Uranium isotopes are vital in nuclear chemistry and play a significant role in energy production. Their separation via effusion takes advantage of their slight differences in molar mass, thereby helping in creating concentrated forms like enriched uranium. Understanding these isotopes allows scientists to innovate and improve techniques such as gaseous diffusion for isotope separation.

Molar Mass

Molar mass is a critical concept in chemistry that refers to the mass of one mole of a substance, typically expressed in grams per mole (g/mol).
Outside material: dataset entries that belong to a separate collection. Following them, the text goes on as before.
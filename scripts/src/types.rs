//! Type definitions used throughout the scripts

use std::fmt::{self, Display};

use alloy::dyn_abi::DynSolValue;
use alloy_primitives::{Address, U256};

/// A reference to an address that is known by the time it is used
#[derive(Debug, Clone, PartialEq, Eq)]
pub enum AddressRef {
    /// The sender of the run's transactions
    Sender,
    /// A literal address from static configuration
    Literal(Address),
    /// An address resolved from the registry or the wrapper locator,
    /// by logical name
    Resolved(String),
    /// The address of a contract deployed earlier in the run, by contract name
    Deployed(String),
}

impl AddressRef {
    /// Shorthand for a resolved address reference
    pub fn resolved(name: impl Into<String>) -> Self {
        AddressRef::Resolved(name.into())
    }

    /// Shorthand for a deployed contract reference
    pub fn deployed(name: impl Into<String>) -> Self {
        AddressRef::Deployed(name.into())
    }
}

impl Display for AddressRef {
    fn fmt(&self, f: &mut fmt::Formatter<'_>) -> fmt::Result {
        match self {
            AddressRef::Sender => write!(f, "sender"),
            AddressRef::Literal(addr) => write!(f, "{addr:#x}"),
            AddressRef::Resolved(name) => write!(f, "{name}"),
            AddressRef::Deployed(name) => write!(f, "{name}"),
        }
    }
}

/// A constructor argument before its address references are resolved
#[derive(Debug, Clone, PartialEq, Eq)]
pub enum ConstructorArg {
    /// An address, resolved at deployment time
    Address(AddressRef),
    /// A string literal
    String(String),
    /// An unsigned integer literal
    Uint(U256),
}

impl ConstructorArg {
    /// Shorthand for a string argument
    pub fn string(s: impl Into<String>) -> Self {
        ConstructorArg::String(s.into())
    }
}

/// A fully resolved constructor argument, ready to be ABI encoded
#[derive(Debug, Clone, PartialEq, Eq)]
pub enum ConstructorValue {
    /// An address
    Address(Address),
    /// A string
    String(String),
    /// An unsigned 256-bit integer
    Uint(U256),
}

impl From<&ConstructorValue> for DynSolValue {
    fn from(value: &ConstructorValue) -> Self {
        match value {
            ConstructorValue::Address(addr) => DynSolValue::Address(*addr),
            ConstructorValue::String(s) => DynSolValue::String(s.clone()),
            ConstructorValue::Uint(v) => DynSolValue::Uint(*v, 256),
        }
    }
}

/// A single contract deployment: the contract and its constructor arguments
#[derive(Debug, Clone, PartialEq, Eq)]
pub struct DeploymentSpec {
    /// The name of the contract, which is also the name of its artifact
    pub contract_name: String,
    /// The ordered constructor arguments
    pub constructor_args: Vec<ConstructorArg>,
}

impl DeploymentSpec {
    /// Create a new deployment spec
    pub fn new(contract_name: impl Into<String>, constructor_args: Vec<ConstructorArg>) -> Self {
        Self {
            contract_name: contract_name.into(),
            constructor_args,
        }
    }

    /// Iterate over the address references in the constructor arguments
    pub fn address_refs(&self) -> impl Iterator<Item = &AddressRef> {
        self.constructor_args.iter().filter_map(|arg| match arg {
            ConstructorArg::Address(addr) => Some(addr),
            _ => None,
        })
    }
}

/// An address resolved during the run
#[derive(Debug, Clone, PartialEq, Eq)]
pub struct ResolvedAddress {
    /// The logical name the address is known by
    pub logical_name: String,
    /// The address
    pub address: Address,
}

/// A contract deployed during the run
#[derive(Debug, Clone, PartialEq, Eq)]
pub struct DeployedContract {
    /// The name of the deployed contract
    pub contract_name: String,
    /// The address the contract was deployed to
    pub address: Address,
}

/// The addresses accumulated during a run.
///
/// Entries are only appended; a redeployed contract shadows its earlier record.
#[derive(Debug, Clone, Default)]
pub struct AddressBook {
    /// The sender of the run's transactions
    sender: Address,
    /// The resolved addresses, in resolution order
    resolved: Vec<ResolvedAddress>,
    /// The deployed contracts, in deployment order
    deployed: Vec<DeployedContract>,
}

impl AddressBook {
    /// Create an empty address book for the given sender
    pub fn new(sender: Address) -> Self {
        Self {
            sender,
            ..Default::default()
        }
    }

    /// Record a resolved address
    pub fn insert_resolved(&mut self, logical_name: impl Into<String>, address: Address) {
        self.resolved.push(ResolvedAddress {
            logical_name: logical_name.into(),
            address,
        });
    }

    /// Record a deployed contract
    pub fn insert_deployed(&mut self, contract: DeployedContract) {
        self.deployed.push(contract);
    }

    /// Get a resolved address by logical name
    pub fn resolved(&self, logical_name: &str) -> Option<Address> {
        self.resolved
            .iter()
            .rev()
            .find(|r| r.logical_name == logical_name)
            .map(|r| r.address)
    }

    /// Get the latest deployment of a contract by name
    pub fn deployed(&self, contract_name: &str) -> Option<Address> {
        self.deployed
            .iter()
            .rev()
            .find(|d| d.contract_name == contract_name)
            .map(|d| d.address)
    }

    /// Get the address a reference points to, if it is known
    pub fn get(&self, addr: &AddressRef) -> Option<Address> {
        match addr {
            AddressRef::Sender => Some(self.sender),
            AddressRef::Literal(addr) => Some(*addr),
            AddressRef::Resolved(name) => self.resolved(name),
            AddressRef::Deployed(name) => self.deployed(name),
        }
    }

    /// All resolved addresses, in resolution order
    pub fn resolved_addresses(&self) -> &[ResolvedAddress] {
        &self.resolved
    }

    /// All deployed contracts, in deployment order
    pub fn deployed_contracts(&self) -> &[DeployedContract] {
        &self.deployed
    }
}
//! Utilities for the deploy scripts.

use std::{
    fs,
    future::Future,
    path::Path,
    sync::{
        atomic::{AtomicBool, Ordering},
        Arc,
    },
    time::Duration,
};

use alloy::primitives::utils::{parse_units, ParseUnits};
use alloy_primitives::{Address, U256};
use eyre::Result;
use serde_json::{Map, Value};
use tracing::warn;

use crate::{
    constants::{DEFAULT_RETRY_BACKOFF_MS, DEPLOYMENTS_KEY, TOKEN_DECIMALS},
    errors::ScriptError,
};

/// How often a failed read-only external call is retried
#[derive(Debug, Clone, Copy, PartialEq, Eq)]
pub struct RetryPolicy {
    /// The number of retries after the first attempt
    pub max_retries: u32,
    /// The delay between attempts
    pub backoff: Duration,
}

impl Default for RetryPolicy {
    fn default() -> Self {
        Self {
            max_retries: 0,
            backoff: Duration::from_millis(DEFAULT_RETRY_BACKOFF_MS),
        }
    }
}

impl RetryPolicy {
    /// Create a policy retrying up to `max_retries` times
    pub fn new(max_retries: u32, backoff: Duration) -> Self {
        Self {
            max_retries,
            backoff,
        }
    }

    /// Run `call` until it succeeds or the retries are exhausted,
    /// returning the last error in the latter case
    pub async fn run<T, F, Fut>(&self, what: &str, mut call: F) -> Result<T>
    where
        F: FnMut() -> Fut,
        Fut: Future<Output = Result<T>>,
    {
        let mut attempt = 0;
        loop {
            match call().await {
                Ok(res) => return Ok(res),
                Err(e) if attempt < self.max_retries => {
                    attempt += 1;
                    warn!(
                        "{what} failed ({e}), retrying ({attempt}/{})",
                        self.max_retries
                    );
                    tokio::time::sleep(self.backoff).await;
                }
                Err(e) => return Err(e),
            }
        }
    }
}

/// A flag through which the operator aborts a run.
///
/// The flag is only observed between external calls, so an in-flight call
/// always settles before the run stops.
#[derive(Debug, Clone, Default)]
pub struct AbortSignal(Arc<AtomicBool>);

impl AbortSignal {
    /// Request that the run stops before its next external call
    pub fn abort(&self) {
        self.0.store(true, Ordering::SeqCst);
    }

    /// Whether an abort has been requested
    pub fn is_aborted(&self) -> bool {
        self.0.load(Ordering::SeqCst)
    }
}

/// Parse a decimal token amount, in whole tokens, into its base unit value.
///
/// Negative amounts are rejected.
pub fn parse_amount(amount: &str) -> Result<U256, String> {
    match parse_units(amount, TOKEN_DECIMALS).map_err(|e| e.to_string())? {
        ParseUnits::U256(value) => Ok(value),
        ParseUnits::I256(_) => Err(format!("amount must be non-negative, got `{amount}`")),
    }
}

/// Record the address of a deployed contract in the deployments file,
/// replacing any earlier record for the same contract
pub fn write_deployed_address(
    file_path: &Path,
    contract_key: &str,
    address: Address,
) -> Result<(), ScriptError> {
    let mut parsed_json: Value = if file_path.exists() {
        let contents = fs::read_to_string(file_path)
            .map_err(|e| ScriptError::WriteDeployments(e.to_string()))?;
        serde_json::from_str(&contents).map_err(|e| ScriptError::WriteDeployments(e.to_string()))?
    } else {
        Value::Object(Map::new())
    };

    let root = parsed_json.as_object_mut().ok_or_else(|| {
        ScriptError::WriteDeployments("deployments file is not a JSON object".to_string())
    })?;
    let deployments = root
        .entry(DEPLOYMENTS_KEY)
        .or_insert_with(|| Value::Object(Map::new()))
        .as_object_mut()
        .ok_or_else(|| {
            ScriptError::WriteDeployments(format!("`{DEPLOYMENTS_KEY}` is not a JSON object"))
        })?;
    deployments.insert(
        contract_key.to_string(),
        Value::String(format!("{address:#x}")),
    );

    let contents = serde_json::to_string_pretty(&parsed_json)
        .map_err(|e| ScriptError::WriteDeployments(e.to_string()))?;
    fs::write(file_path, contents).map_err(|e| ScriptError::WriteDeployments(e.to_string()))
}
It's essential for calculating how substances interact in reactions and is particularly useful in separating isotopes like uranium.For uranium isotopes, the molar masses are:

• \( ^{235}U \): 235 g/mol
• \( ^{223}U \): 223 g/mol

These differences in molar mass are crucial when using Graham's Law of Effusion to separate isotopes. The square root of the molar mass is used to calculate effusion rates, with lighter isotopes effusing more rapidly.
Understanding molar mass allows chemists to predict how substances will behave under different conditions and to tailor processes such as isotope separation for optimal efficiency. This knowledge is fundamental in applications across nuclear energy and other technological fields that utilize isotopes.